Here is a breakdown of my final clean CSV's features, gapminder_all.csv
:
- country
- year
Natural Disasters
- drought_killed
- earthquake_killed
- epidemic_killed
- flood_killed
- storm_killed
Total forest area in square kilometers
- total_forest_area
Average bmi rate by country and year
- female_bmi
- male_bmi
Counts of death by murder per 100,000
- murder rate
Question 1: Which country has the highest homicide rate? What about just country? Or year? Is this an outlier?
Question 2: Do countries with less forest area tend to have higher rates of death by drought?
Question 3: How much have global obesity rates changed in countries with high forest area vs. countries with low forest area?
Question 4: Does a country’s likelihood of experiencing a natural disaster correlate with the homicidal tendencies of its citizens?
This project was done under the intention of finding relationships among seemingly unrelated variables. For the relationships in questions 3 and 4, I have not found any substantial, eye-opening relationships.
Overall
- Earthquakes killed more people on average for all years at a mean of 218 people. Contrarily, floods killed the least amount of people, at 35 people on average.
- For all countries and years, around 7 people are killed per 100,000. At maximum, 131 people are killed per 100,000.
- Of all the natural disasters, droughts have the highest standard deviation at 5158 people - meaning droughts have the highest variability in mortality counts compared to all natural disasters.
- The average total forest area for any given country/year pair is 18,615 square kilometers.
- There is higher variability in female BMI scores in comparison to male BMI scores. However, the mean female BMI score is greater than the mean male BMI score.
- Floods happen the most but kill the least, while earthquakes happen the least but kill the most.
Question 1: Murder Rate by Country and Year
- Guatemala in the year 1981 had the highest global murder rate at 131 per 100,000 people.
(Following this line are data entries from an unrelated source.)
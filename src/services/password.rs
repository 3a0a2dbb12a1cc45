//! Argon2id password hashing (PHC string format)

use argon2::{
    password_hash::{PasswordHash, PasswordHasher, PasswordVerifier, SaltString},
    Argon2,
};
use rand::rngs::OsRng;

use crate::common::AuthError;

pub fn hash_password(password: &str) -> Result<String, AuthError> {
    let salt = SaltString::generate(&mut OsRng);
    Argon2::default()
        .hash_password(password.as_bytes(), &salt)
        .map(|hash| hash.to_string())
        .map_err(|e| AuthError::PasswordHash(e.to_string()))
}

/// `Ok(false)` on mismatch; `Err` only when the stored hash is unreadable
pub fn verify_password(password: &str, hash: &str) -> Result<bool, AuthError> {
    let parsed = PasswordHash::new(hash).map_err(|e| AuthError::PasswordHash(e.to_string()))?;
    Ok(Argon2::default()
        .verify_password(password.as_bytes(), &parsed)
        .is_ok())
}

#[cfg(test)]
mod tests {
    use super::*;

    #[test]
    fn test_hash_and_verify() {
        let hash = hash_password("correct horse").unwrap();
        assert!(hash.starts_with("$argon2id$"));
        assert!(verify_password("correct horse", &hash).unwrap());
        assert!(!verify_password("wrong horse", &hash).unwrap());
    }

    #[test]
    fn test_salts_differ() {
        assert_ne!(hash_password("same").unwrap(), hash_password("same").unwrap());
    }

    #[test]
    fn test_garbage_hash_is_error() {
        assert!(verify_password("x", "not-a-phc-string").is_err());
    }
}
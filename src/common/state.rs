// Application state shared across all modules

use sqlx::SqlitePool;
use std::sync::Arc;
use tokio::task::JoinHandle;

use super::config::AppConfig;
use crate::oauth::{PkceStore, ProviderRegistry};
use crate::services::{
    AuditLog, AuthService, IdentityResolver, SessionStore, SqliteAuditStore, TokenService,
};
use crate::users::{SqliteUserRepository, UserRepository};

/// Database pool, configuration and the wired authentication services
#[derive(Clone)]
pub struct AppState {
    pub config: AppConfig,
    pub db: SqlitePool,
    pub users: Arc<dyn UserRepository>,
    pub auth: Arc<AuthService>,
    pub sessions: Arc<SessionStore>,
    pub pkce: Arc<PkceStore>,
    pub audit: AuditLog,
    pub audit_store: Arc<SqliteAuditStore>,
}

impl AppState {
    /// Wire the services over `db`. The returned handle is the audit drain task.
    pub fn new(config: AppConfig, db: SqlitePool, providers: ProviderRegistry) -> (Self, JoinHandle<()>) {
        let users: Arc<dyn UserRepository> = Arc::new(SqliteUserRepository::new(db.clone()));
        let audit_store = Arc::new(SqliteAuditStore::new(db.clone()));
        let (audit, audit_task) = AuditLog::spawn(audit_store.clone(), config.audit_queue_capacity);

        let tokens = Arc::new(TokenService::new(
            &config.jwt_secret,
            config.access_token_ttl,
            config.refresh_token_ttl,
        ));
        let sessions = Arc::new(SessionStore::new(users.clone(), tokens, audit.clone()));
        let identity = Arc::new(IdentityResolver::new(users.clone(), audit.clone()));
        let pkce = Arc::new(PkceStore::new(
            config.oauth_state_ttl,
            config.oauth_sweep_interval,
        ));

        let auth = Arc::new(AuthService::new(
            users.clone(),
            identity,
            sessions.clone(),
            pkce.clone(),
            providers,
            audit.clone(),
        ));

        let state = Self {
            config,
            db,
            users,
            auth,
            sessions,
            pkce,
            audit,
            audit_store,
        };
        (state, audit_task)
    }
}
// src/services/mod.rs
//
// Authentication services shared by the HTTP handlers

pub mod audit;
pub mod auth;
pub mod identity;
pub mod monitoring;
pub mod password;
pub mod sessions;
pub mod tokens;

// Re-export commonly used types for convenience
pub use audit::{AuditLog, SqliteAuditStore};
pub use auth::{AuthService, NewAccount, OAuthOutcome};
pub use identity::IdentityResolver;
pub use sessions::SessionStore;
pub use tokens::{TokenPair, TokenService};
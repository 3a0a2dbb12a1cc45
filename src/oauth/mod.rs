//! # OAuth Module
//!
//! Authorization-code-with-PKCE plumbing: provider configuration, the
//! pending-flow store and the per-provider adapters.

pub mod config;
pub mod pkce;
pub mod providers;

pub use config::{ProviderConfig, StateParam};
pub use pkce::{FlowAction, PendingFlow, PkceStore};
pub use providers::{CanonicalProfile, ProviderRegistry, ProviderTokens};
- Guatemala in 1981 is, in fact, a global outlier for murder rates. These were the years during which the Guatemalan Civil War took place.
Question 2: Total Forest Area and Death by Drought
- The more total forest land a country has, the less likely the average citizen will die by drought.
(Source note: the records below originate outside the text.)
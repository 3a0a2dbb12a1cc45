// Helper functions for safe logging and request metadata

use axum::http::{header::USER_AGENT, HeaderMap};

/// Masks email addresses for safe logging
///
/// # Example
/// ```ignore
/// let masked = safe_email_log("user@example.com");
/// // Returns: "u***@example.com"
/// ```
pub fn safe_email_log(email: &str) -> String {
    match email.split_once('@') {
        Some((local, domain)) if email.len() > 3 && !domain.contains('@') => {
            let first: String = local.chars().take(1).collect();
            format!("{}***@{}", first, domain)
        }
        _ => "***@***.***".to_string(),
    }
}

/// Masks tokens for safe logging
/// Shows only first and last 4 characters
pub fn safe_token_log(token: &str) -> String {
    if token.len() > 8 && token.is_ascii() {
        format!("{}...{}", &token[..4], &token[token.len() - 4..])
    } else {
        "***".to_string()
    }
}

/// Client metadata attached to audit events
#[derive(Debug, Clone, Default)]
pub struct RequestMeta {
    pub ip_address: Option<String>,
    pub user_agent: Option<String>,
    /// Set when the request belongs to an OAuth flow started earlier
    pub correlation_id: Option<String>,
}

impl RequestMeta {
    /// Pull client address and user agent from proxy-aware headers
    pub fn from_headers(headers: &HeaderMap) -> Self {
        let header = |name: &str| {
            headers
                .get(name)
                .and_then(|v| v.to_str().ok())
                .map(str::to_string)
        };

        let ip_address = header("x-forwarded-for")
            .and_then(|v| v.split(',').next().map(|s| s.trim().to_string()))
            .filter(|s| !s.is_empty())
            .or_else(|| header("x-real-ip"));

        Self {
            ip_address,
            user_agent: headers
                .get(USER_AGENT)
                .and_then(|v| v.to_str().ok())
                .map(str::to_string),
            correlation_id: None,
        }
    }

    pub fn with_correlation_id(mut self, correlation_id: impl Into<String>) -> Self {
        self.correlation_id = Some(correlation_id.into());
        self
    }
}

#[cfg(test)]
mod tests {
    use super::*;
    use axum::http::HeaderValue;

    #[test]
    fn test_masking() {
        assert_eq!(safe_email_log("user@example.com"), "u***@example.com");
        assert_eq!(safe_email_log("bad"), "***@***.***");
        assert_eq!(safe_token_log("eyJhbGciOiJIUzI1NiJ9"), "eyJh...NiJ9");
        assert_eq!(safe_token_log("short"), "***");
    }

    #[test]
    fn test_request_meta_prefers_forwarded_for() {
        let mut headers = HeaderMap::new();
        headers.insert("x-forwarded-for", HeaderValue::from_static("203.0.113.7, 10.0.0.1"));
        headers.insert("x-real-ip", HeaderValue::from_static("10.0.0.1"));
        headers.insert(USER_AGENT, HeaderValue::from_static("curl/8"));

        let meta = RequestMeta::from_headers(&headers);
        assert_eq!(meta.ip_address.as_deref(), Some("203.0.113.7"));
        assert_eq!(meta.user_agent.as_deref(), Some("curl/8"));
        assert!(meta.correlation_id.is_none());
    }
}
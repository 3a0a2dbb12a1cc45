// src/common/config.rs
//! Process configuration loaded from environment variables

use std::env;
use std::time::Duration;
use tracing::warn;

use crate::oauth::config::{FACEBOOK, GOOGLE};
use crate::oauth::ProviderConfig;

const DEFAULT_JWT_SECRET: &str = "replace_with_strong_secret";

#[derive(Debug, Clone)]
pub struct AppConfig {
    pub database_url: String,
    pub port: u16,
    pub jwt_secret: String,
    pub access_token_ttl: Duration,
    pub refresh_token_ttl: Duration,
    /// Base URL of the browser client; OAuth callbacks redirect here
    pub client_url: String,
    pub secure_cookies: bool,
    pub oauth_state_ttl: Duration,
    pub oauth_sweep_interval: Duration,
    pub provider_timeout: Duration,
    pub audit_queue_capacity: usize,
    pub cors_origins: Vec<String>,
    pub sentry_dsn: Option<String>,
    pub providers: Vec<ProviderConfig>,
}

impl Default for AppConfig {
    fn default() -> Self {
        Self {
            database_url: "sqlite://auth_api.db".to_string(),
            port: 8080,
            jwt_secret: DEFAULT_JWT_SECRET.to_string(),
            access_token_ttl: Duration::from_secs(15 * 60),
            refresh_token_ttl: Duration::from_secs(7 * 24 * 60 * 60),
            client_url: "http://localhost:3000".to_string(),
            secure_cookies: false,
            oauth_state_ttl: Duration::from_secs(10 * 60),
            oauth_sweep_interval: Duration::from_secs(10 * 60),
            provider_timeout: Duration::from_secs(10),
            audit_queue_capacity: 1024,
            cors_origins: vec![
                "http://localhost:3000".to_string(),
                "http://localhost:5173".to_string(),
            ],
            sentry_dsn: None,
            providers: Vec::new(),
        }
    }
}

impl AppConfig {
    /// Load configuration from environment variables
    pub fn from_env() -> Self {
        let mut config = Self::default();

        if let Ok(url) = env::var("DATABASE_URL") {
            config.database_url = url;
        }

        if let Some(port) = parse_env::<u16>("PORT") {
            config.port = port;
        }

        match env::var("JWT_SECRET") {
            Ok(secret) if !secret.is_empty() => config.jwt_secret = secret,
            _ => warn!("JWT_SECRET not set, using insecure development secret"),
        }

        if let Some(secs) = parse_env::<u64>("JWT_ACCESS_TTL_SECS") {
            config.access_token_ttl = Duration::from_secs(secs);
        }
        if let Some(secs) = parse_env::<u64>("JWT_REFRESH_TTL_SECS") {
            config.refresh_token_ttl = Duration::from_secs(secs);
        }

        if let Ok(url) = env::var("CLIENT_URL") {
            config.client_url = url.trim_end_matches('/').to_string();
        }

        // APP_ENV wins over NODE_ENV so existing deployments keep working
        let environment = env::var("APP_ENV")
            .or_else(|_| env::var("NODE_ENV"))
            .unwrap_or_default();
        config.secure_cookies = environment.eq_ignore_ascii_case("production");

        if let Some(secs) = parse_env::<u64>("OAUTH_STATE_TTL_SECS") {
            config.oauth_state_ttl = Duration::from_secs(secs);
        }
        if let Some(secs) = parse_env::<u64>("OAUTH_SWEEP_INTERVAL_SECS") {
            config.oauth_sweep_interval = Duration::from_secs(secs.max(1));
        }
        if let Some(secs) = parse_env::<u64>("PROVIDER_HTTP_TIMEOUT_SECS") {
            config.provider_timeout = Duration::from_secs(secs.max(1));
        }
        if let Some(capacity) = parse_env::<usize>("AUDIT_QUEUE_CAPACITY") {
            config.audit_queue_capacity = capacity.max(1);
        }

        if let Ok(origins) = env::var("CORS_ORIGINS") {
            config.cors_origins = origins
                .split(',')
                .map(|s| s.trim().to_string())
                .filter(|s| !s.is_empty())
                .collect();
        }

        config.sentry_dsn = env::var("SENTRY_DSN").ok().filter(|dsn| !dsn.is_empty());

        config.providers = [ProviderConfig::from_env(&GOOGLE), ProviderConfig::from_env(&FACEBOOK)]
            .into_iter()
            .flatten()
            .collect();

        config
    }

    pub fn uses_default_secret(&self) -> bool {
        self.jwt_secret == DEFAULT_JWT_SECRET
    }
}

fn parse_env<T: std::str::FromStr>(key: &str) -> Option<T> {
    let raw = env::var(key).ok()?;
    match raw.trim().parse::<T>() {
        Ok(value) => Some(value),
        Err(_) => {
            warn!(key = %key, value = %raw, "Ignoring unparseable environment value");
            None
        }
    }
}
- I received a coefficient of 0.0000038 and a p-value of 0.174 after implementing a linear regression model.
- With a Type I Error threshold at 0.05, the p-value indicates that total forest area is not statistically significant in predicting the counts of death by drought.
Question 3: Total Forest Area by BMI Scores and Gender
- The less forest area a country has in any given year, the more variability there is in the range of BMI scores for both genders.
- There are only 3 countries with no forest area: Qatar, Nauru, and San Marino.
- 34 countries have shown a constant decrease in forest area by year, whereas only 12 countries have shown a constant increase in forest area by year. This means that more countries are losing forest land than gaining.
- The top 10 countries with the most forest area is either a world superpower, contains a rainforest climate, or both.
- The bottom 10 countries with the least forest area is at least 1 of the following: a majority/arid climate, a heavily industrialized country, and/or currently experiencing warfare and crisis.
- There is a good amount of variability of whether men or women are more overweight in any given total forest area. Therefore, this relationship is inconclusive.
Question 4: Natural Disaster Death Counts by Murder Rates
- For all natural disasters except floods, the higher the natural disaster mortality count, the lesser the murder rate.
- To combat the provided limitation below, I implemented 5 linear regression tests between murder rate and all 5 natural disaster death counts.
- With a Type I error threshold at 0.05, the only statistically significant relationships were Murder Rate vs.Epidemic Killed and Murder Rate vs. Storm Killed, with p-values of 0.00004 and 0.00256 respectively.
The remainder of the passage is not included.